The message up front: MQTT is a small, efficient publish-subscribe protocol built for devices that have little power, little bandwidth and unreliable connectivity. It does not connect devices directly to each other. It connects them all to a central broker that routes messages by topic. Once you understand the broker and the topic model, almost everything else about MQTT follows naturally. If you want to see where this fits in the wider picture, start with the enterprise system integration pillar.

1. What MQTT is

MQTT stands for Message Queuing Telemetry Transport, though the name is a historical artefact and not a precise description of what the protocol does today. It is a lightweight messaging protocol that runs on top of TCP/IP and follows a publish-subscribe pattern rather than the request-response pattern most people know from the web. It was created in 1999 by Andy Stanford-Clark of IBM and Arlen Nipper, originally to move sensor data over expensive and unreliable satellite links on oil and gas pipelines. That origin story tells you almost everything about its design priorities: keep the messages tiny, keep the protocol overhead minimal, and assume the network will drop out.

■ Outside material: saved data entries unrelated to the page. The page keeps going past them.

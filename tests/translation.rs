//! Validates the system translation loop: measure assembly, chord grouping,
//! checker-driven re-translation and cross-system measure numbering

use glyphscore::glyph::{GlyphArena, GlyphId, Shape, TranslationRef};
use glyphscore::score::{Page, Scale, StaffInfo, Step, SystemInfo};
use glyphscore::translate::{translate_page, translate_page_with, translate_system};

const INTERLINE: u32 = 10;
const MID_Y: i32 = 50;

fn register_shaped(
    arena: &mut GlyphArena,
    pixels: Vec<[i32; 2]>,
    shape: Shape,
) -> GlyphId {
    let id = arena.register(pixels, INTERLINE);
    if let Some(glyph) = arena.get_mut(id) {
        glyph.set_shape(Some(shape));
    }
    id
}

fn barline_stick(arena: &mut GlyphArena, x: i32) -> GlyphId {
    let pixels = (30..71).map(|y| [x, y]).collect();
    register_shaped(arena, pixels, Shape::ThinBarline)
}

fn note_head(arena: &mut GlyphArena, center: [i32; 2]) -> GlyphId {
    let mut pixels = Vec::new();
    for y in (center[1] - 2)..=(center[1] + 2) {
        for x in (center[0] - 2)..=(center[0] + 2) {
            pixels.push([x, y]);
        }
    }
    register_shaped(arena, pixels, Shape::NoteheadBlack)
}

fn fresh_system(arena: &GlyphArena) -> SystemInfo {
    let mut system = SystemInfo::new(0, Scale::new(INTERLINE));
    system.staves.push(StaffInfo::new(MID_Y, INTERLINE));
    for id in 0..arena.len() {
        system.add_glyph(id);
    }
    system
}

#[test]
fn test_measures_follow_barline_abscissa_order() {
    let mut arena = GlyphArena::new();
    // Registered right to left; translation must reorder them
    let right = barline_stick(&mut arena, 80);
    let left = barline_stick(&mut arena, 40);
    let head_one = note_head(&mut arena, [20, MID_Y]);
    let head_two = note_head(&mut arena, [60, MID_Y]);
    let mut system = fresh_system(&arena);

    let result = translate_system(&mut arena, &mut system);

    assert!(result.is_ok());
    assert_eq!(system.measures.len(), 2);
    assert!(system.measures.first().is_some_and(|m| {
        m.barline.as_ref().is_some_and(|b| b.glyph == left)
            && m.chords.len() == 1
            && m.chords.first().is_some_and(|c| {
                c.notes.first().is_some_and(|n| n.glyph == head_one)
            })
    }));
    assert!(system.measures.get(1).is_some_and(|m| {
        m.barline.as_ref().is_some_and(|b| b.glyph == right)
            && m.chords.first().is_some_and(|c| {
                c.notes.first().is_some_and(|n| n.glyph == head_two)
            })
    }));
    assert!(arena.get(right).is_some_and(|g| {
        g.translation() == Some(TranslationRef::Barline { measure: 1 })
    }));
}

#[test]
fn test_vertically_aligned_heads_form_one_chord() {
    let mut arena = GlyphArena::new();
    let _barline = barline_stick(&mut arena, 90);
    let upper = note_head(&mut arena, [20, MID_Y - 10]);
    let lower = note_head(&mut arena, [20, MID_Y + 10]);
    let apart = note_head(&mut arena, [50, MID_Y]);
    let mut system = fresh_system(&arena);

    let result = translate_system(&mut arena, &mut system);

    assert!(result.is_ok());
    assert!(system.measures.first().is_some_and(|m| {
        m.chords.len() == 2
            && m.chords.first().is_some_and(|c| {
                c.notes.iter().map(|n| n.glyph).collect::<Vec<_>>() == vec![upper, lower]
            })
            && m.chords.get(1).is_some_and(|c| {
                c.notes.first().is_some_and(|n| n.glyph == apart)
            })
    }));
}

#[test]
fn test_notes_beyond_last_barline_clamp_to_last_measure() {
    let mut arena = GlyphArena::new();
    let _barline = barline_stick(&mut arena, 40);
    let stray = note_head(&mut arena, [70, MID_Y]);
    let mut system = fresh_system(&arena);

    let result = translate_system(&mut arena, &mut system);

    assert!(result.is_ok());
    assert_eq!(system.measures.len(), 1);
    assert!(arena.get(stray).is_some_and(|g| {
        g.translation() == Some(TranslationRef::Chord { measure: 0, chord: 0 })
    }));
}

#[test]
fn test_lone_repeat_dot_is_demoted_on_second_pass() {
    let mut page = Page::new();
    let barline = barline_stick(&mut page.arena, 40);
    // Pitch position +1, close enough to read as half a repeat sign
    let dot = page.arena.register(vec![[36, MID_Y + 5]], INTERLINE);
    if let Some(glyph) = page.arena.get_mut(dot) {
        glyph.set_shape(Some(Shape::Dot));
    }
    page.systems.push(fresh_system(&page.arena));

    let result = translate_page(&mut page);

    assert!(result.is_ok());
    // First pass attaches the dot to the barline, the checker strips it, and
    // the second pass leaves a clean barline
    assert!(page.arena.get(dot).is_some_and(|g| g.shape().is_none()));
    let system = page.systems.first();
    assert!(system.is_some_and(|s| {
        s.measures.first().is_some_and(|m| {
            m.barline
                .as_ref()
                .is_some_and(|b| b.glyph == barline && b.glyphs.is_empty())
        })
    }));
}

#[test]
fn test_unassignable_dot_error_survives_the_loop() {
    let mut page = Page::new();
    let _barline = barline_stick(&mut page.arena, 40);
    // Far above the staff, out of reach of every hypothesis
    let dot = page.arena.register(vec![[20, MID_Y - 200]], INTERLINE);
    if let Some(glyph) = page.arena.get_mut(dot) {
        glyph.set_shape(Some(Shape::Dot));
    }
    page.systems.push(fresh_system(&page.arena));

    let result = translate_page(&mut page);

    assert!(result.is_ok());
    let system = page.systems.first();
    assert!(system.is_some_and(|s| {
        s.errors.count_for(Step::Translation) == 1
            && s.errors
                .records()
                .iter()
                .any(|record| record.glyph == Some(dot))
    }));
}

#[test]
fn test_dot_in_structureless_system_is_still_reported() {
    let mut page = Page::new();
    // Nothing but one dot: no barlines, no notes, no measures to build
    let dot = page.arena.register(vec![[20, MID_Y]], INTERLINE);
    if let Some(glyph) = page.arena.get_mut(dot) {
        glyph.set_shape(Some(Shape::Dot));
    }
    page.systems.push(fresh_system(&page.arena));

    let result = translate_page(&mut page);

    assert!(result.is_ok());
    let system = page.systems.first();
    assert!(system.is_some_and(|s| {
        s.measures.is_empty()
            && s.errors.count_for(Step::Translation) == 1
            && s.errors
                .records()
                .iter()
                .any(|record| record.glyph == Some(dot) && record.message.contains("unassigned"))
    }));
    assert!(page.arena.get(dot).is_some_and(|g| g.translation().is_none()));
}

#[test]
fn test_always_modified_check_stops_at_the_iteration_cap() {
    let mut page = Page::new();
    let _barline = barline_stick(&mut page.arena, 40);
    let _head = note_head(&mut page.arena, [20, MID_Y]);
    page.systems.push(fresh_system(&page.arena));

    let mut passes = 0;
    let result = translate_page_with(&mut page, |_, _| {
        passes += 1;
        true
    });

    // Two iterations, then a clean stop with the structure kept
    assert!(result.is_ok());
    assert_eq!(passes, 2);
    assert!(page.systems.first().is_some_and(|s| {
        s.measures.len() == 1
            && s.errors.count_for(Step::Translation) == 0
            && s.measures.first().is_some_and(|m| m.chords.len() == 1)
    }));
}

#[test]
fn test_translation_is_idempotent_on_converged_input() {
    let mut page = Page::new();
    let _barline = barline_stick(&mut page.arena, 80);
    let _head = note_head(&mut page.arena, [20, MID_Y]);
    page.systems.push(fresh_system(&page.arena));

    assert!(translate_page(&mut page).is_ok());
    let first: Vec<(usize, usize)> = page
        .systems
        .iter()
        .flat_map(|s| s.measures.iter().map(|m| (m.number, m.chords.len())))
        .collect();

    assert!(translate_page(&mut page).is_ok());
    let second: Vec<(usize, usize)> = page
        .systems
        .iter()
        .flat_map(|s| s.measures.iter().map(|m| (m.number, m.chords.len())))
        .collect();

    assert_eq!(first, second);
}

#[test]
fn test_epilog_numbers_measures_across_systems() {
    let mut page = Page::new();
    let mut first_glyphs = Vec::new();
    for x in [40, 80] {
        first_glyphs.push(barline_stick(&mut page.arena, x));
    }
    let mut second_glyphs = Vec::new();
    for x in [40, 80, 120] {
        second_glyphs.push(barline_stick(&mut page.arena, x));
    }

    let mut first = SystemInfo::new(0, Scale::new(INTERLINE));
    first.staves.push(StaffInfo::new(MID_Y, INTERLINE));
    for id in first_glyphs {
        first.add_glyph(id);
    }
    let mut second = SystemInfo::new(1, Scale::new(INTERLINE));
    second.staves.push(StaffInfo::new(MID_Y, INTERLINE));
    for id in second_glyphs {
        second.add_glyph(id);
    }
    page.systems.push(first);
    page.systems.push(second);

    let result = translate_page(&mut page);

    assert!(result.is_ok());
    let numbers: Vec<usize> = page
        .systems
        .iter()
        .flat_map(|s| s.measures.iter().map(|m| m.number))
        .collect();
    assert_eq!(numbers, vec![1, 2, 3, 4, 5]);
}

#[test]
fn test_absorbed_glyphs_are_purged_before_translation() {
    let mut page = Page::new();
    let a = note_head(&mut page.arena, [20, MID_Y]);
    let b = note_head(&mut page.arena, [23, MID_Y]);
    let merged = page.arena.merge(&[a, b], INTERLINE);
    assert!(merged.is_ok_and(|merged| {
        if let Some(glyph) = page.arena.get_mut(merged) {
            glyph.set_shape(Some(Shape::NoteheadBlack));
        }
        let mut system = SystemInfo::new(0, Scale::new(INTERLINE));
        system.staves.push(StaffInfo::new(MID_Y, INTERLINE));
        system.add_glyph(a);
        system.add_glyph(b);
        page.systems.push(system);

        translate_page(&mut page).is_ok()
            && page.systems.first().is_some_and(|s| {
                s.glyphs == vec![merged]
                    && s.measures.first().is_some_and(|m| {
                        m.chords.len() == 1
                            && m.chords.first().is_some_and(|c| {
                                c.notes.first().is_some_and(|n| n.glyph == merged)
                            })
                    })
            })
    }));
}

Today MQTT is an open standard governed by OASIS, and it is used far beyond its original industrial niche. It moves telemetry for connected cars, home automation platforms, wearable health devices, logistics trackers, building management systems and large industrial IoT deployments. The current version is MQTT 5.0, ratified by OASIS in 2019, which added features such as message expiry, user properties, reason codes and shared subscriptions on top of the widely deployed MQTT 3.1.1. The core model, however, has been remarkably stable across every version, which is part of why it has lasted.

The single most important thing to grasp is that MQTT is not a direct device-to-device protocol. A sensor never opens a connection to an application and hands it data. Instead every participant connects to a central server called a broker, and all communication flows through that broker. Publishers send messages to the broker, subscribers receive messages from the broker, and neither ever needs to know the other exists. This decoupling is the whole point, and it is what the next few sections unpack.

2. Why MQTT suits IoT

Plenty of protocols can move data across a network. What makes MQTT the default choice for the Internet of Things is that it was designed around the specific, harsh constraints that real devices operate under, rather than the comfortable assumptions of a data-centre or a web browser. Three characteristics matter most.

It is lightweight. The fixed header of an MQTT control packet is just two bytes. A minimal publish message adds only a small amount on top of the actual payload. Compare that to the verbose headers of an HTTP request, where cookies, user-agent strings and other metadata can dwarf the data you actually care about. On a microcontroller with a few kilobytes of RAM, or on a metered cellular link where every byte costs money, that difference is decisive. The MQTT client library itself is small enough to run on an eight-bit microcontroller, which is why it shows up on the cheapest connected hardware.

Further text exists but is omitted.